The value of Ordinary Shares and the
income from them is not guaranteed and can fall as well as rise due
to stock market and currency movements. When you sell your
investment, you may get back less than you originally invested.
Figures refer to past performance and past performance is not a
reliable indicator of future results. Returns may increase or
decrease as a result of currency fluctuations.
Certain statements in this
announcement are forward-looking statements which are based on the
Company's expectations, intentions and projections regarding its
future performance, anticipated events or trends and other matters
that are not historical facts. These forward-looking statements,
which may use words such as "aim", "anticipate", "believe",
"intend", "estimate", "expect" and words of similar meaning,
include all matters that are not historical facts. These
forward-looking statements involve risks, assumptions and
uncertainties that could cause the actual results of operations,
financial condition, liquidity and dividend policy and the
development of the industries in which the Company's businesses
operate to differ materially from the impression created by the
forward-looking statements. These statements are not guarantees of
future performance and are subject to known and unknown risks,
uncertainties and other factors that could cause actual results to
differ materially from those expressed or implied by such
forward-looking statements. Given those risks and uncertainties,
prospective investors are cautioned not to place undue reliance on
forward-looking statements.
These forward-looking statements
speak only as at the date of this announcement and cannot be relied
upon as a guide to future performance. Each of the Company and Zeus
expressly disclaims any obligation or undertaking to update or
revise any forward-looking statements contained herein to reflect
actual results or any change in the assumptions, conditions or
circumstances on which any such statements are based unless
required to do so by the Financial Conduct Authority, the London
Stock Exchange or applicable law.
Neither the content of the Company's
website (or any other website) nor the content of any website
accessible from hyperlinks on the Company's website (or any other
website) is incorporated into or forms part of this
announcement.
The Retail Offer Shares to be issued
or sold pursuant to the Retail Offer will not be admitted to
trading on any stock exchange other than AIM.

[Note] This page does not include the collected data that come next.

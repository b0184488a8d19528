//! Aggregate service façade.
//!
//! `VsphereService` owns the SOAP client (host inventory / graphics) and the
//! REST client (tagging) and implements every Directory Client trait on top
//! of them. Each side is logged in on demand, so a tag run never opens a
//! SOAP session and vice versa.

use crate::directory::{HostDirectory, HostMutator, TagDirectory, TagMutator};
use crate::error::{VmwareError, VmwareResult};
use crate::host::HostManager;
use crate::soap::SoapClient;
use crate::tagging::TagManager;
use crate::types::*;
use crate::vsphere::VsphereClient;

use tracing::info;

/// Top-level service that aggregates the vSphere subsystems.
pub struct VsphereService {
    config: VsphereConfig,
    soap: Option<SoapClient>,
    rest: Option<VsphereClient>,
}

impl VsphereService {
    /// Create a new (disconnected) service.
    pub fn new(config: VsphereConfig) -> Self {
        Self { config, soap: None, rest: None }
    }

    pub fn config(&self) -> &VsphereConfig {
        &self.config
    }

    /// Whether any session is open.
    pub fn is_connected(&self) -> bool {
        self.soap.as_ref().map(|c| c.is_connected()).unwrap_or(false)
            || self.rest.as_ref().map(|c| c.is_connected()).unwrap_or(false)
    }

    fn require_soap(&self) -> VmwareResult<&SoapClient> {
        self.soap
            .as_ref()
            .filter(|c| c.is_connected())
            .ok_or_else(|| VmwareError::connection("Not connected to the vSphere SDK endpoint"))
    }

    fn require_rest(&self) -> VmwareResult<&VsphereClient> {
        self.rest
            .as_ref()
            .filter(|c| c.is_connected())
            .ok_or_else(|| VmwareError::connection("Not connected to the vSphere REST API"))
    }

    // ── Connection ──────────────────────────────────────────────────

    /// Open a vim25 SOAP session (host inventory, graphics, services).
    pub async fn connect_inventory(&mut self) -> VmwareResult<()> {
        let mut client = SoapClient::new(&self.config)?;
        client.login().await?;
        info!(host = %self.config.host, "connected to vSphere SDK endpoint");
        self.soap = Some(client);
        Ok(())
    }

    /// Open a REST session (tagging).
    pub async fn connect_tagging(&mut self) -> VmwareResult<()> {
        let mut client = VsphereClient::new(&self.config)?;
        client.login().await?;
        info!(host = %self.config.host, "connected to vSphere REST API");
        self.rest = Some(client);
        Ok(())
    }

    /// Close every open session.
    pub async fn disconnect(&mut self) -> VmwareResult<()> {
        if let Some(mut client) = self.soap.take() {
            let _ = client.logout().await;
        }
        if let Some(mut client) = self.rest.take() {
            let _ = client.logout().await;
        }
        Ok(())
    }
}

// ── Hosts ───────────────────────────────────────────────────────────

#[async_trait::async_trait]
impl HostDirectory for VsphereService {
    async fn hosts_in_cluster(&self, cluster_name: &str) -> VmwareResult<Option<Vec<ManagedHost>>> {
        let c = self.require_soap()?;
        HostManager::new(c).hosts_in_cluster(cluster_name).await
    }

    async fn hosts_by_name(&self, names: &[String]) -> VmwareResult<Vec<ManagedHost>> {
        let c = self.require_soap()?;
        HostManager::new(c).hosts_by_name(names).await
    }

    async fn graphics_config(&self, host: &ManagedHost) -> VmwareResult<GraphicsConfig> {
        let c = self.require_soap()?;
        HostManager::new(c).graphics_config(host).await
    }
}

#[async_trait::async_trait]
impl HostMutator for VsphereService {
    async fn update_graphics_config(&self, host: &ManagedHost, config: &GraphicsConfig) -> VmwareResult<()> {
        let c = self.require_soap()?;
        HostManager::new(c).update_graphics_config(host, config).await
    }

    async fn restart_service(&self, host: &ManagedHost, service_id: &str) -> VmwareResult<()> {
        let c = self.require_soap()?;
        HostManager::new(c).restart_service(host, service_id).await
    }
}

// ── Tags ────────────────────────────────────────────────────────────

#[async_trait::async_trait]
impl TagDirectory for VsphereService {
    async fn list_tags(&self) -> VmwareResult<Vec<TagInfo>> {
        let c = self.require_rest()?;
        TagManager::new(c).list_tags().await
    }

    async fn list_categories(&self) -> VmwareResult<Vec<CategoryInfo>> {
        let c = self.require_rest()?;
        TagManager::new(c).list_categories().await
    }
}

#[async_trait::async_trait]
impl TagMutator for VsphereService {
    async fn create_tag(&self, spec: &TagCreateSpec) -> VmwareResult<String> {
        let c = self.require_rest()?;
        TagManager::new(c).create_tag(spec).await
    }

    async fn update_tag(&self, tag_id: &str, spec: &TagUpdateSpec) -> VmwareResult<()> {
        let c = self.require_rest()?;
        TagManager::new(c).update_tag(tag_id, spec).await
    }

    async fn delete_tag(&self, tag_id: &str) -> VmwareResult<()> {
        let c = self.require_rest()?;
        TagManager::new(c).delete_tag(tag_id).await
    }
}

The securities referred to in this
announcement have not been and will not be registered under the US
Securities Act of 1933, as amended (the "US Securities Act"), or
under the applicable state securities laws of the United States,
and may not be offered or sold directly or indirectly in or into
the United States except in transactions exempt from the
registration requirements of the US Securities Act and in
compliance with applicable state securities laws. No public offering
of the securities referred to in this announcement is being made in
the United States.
The information in this announcement
may not be forwarded or distributed to any other person and may not
be reproduced in any manner whatsoever. Any forwarding,
distribution, dissemination, reproduction, or disclosure of this
information in whole or in part is unauthorised. Failure to comply
with this directive may result in a violation of the US Securities
Act or the applicable laws of other jurisdictions.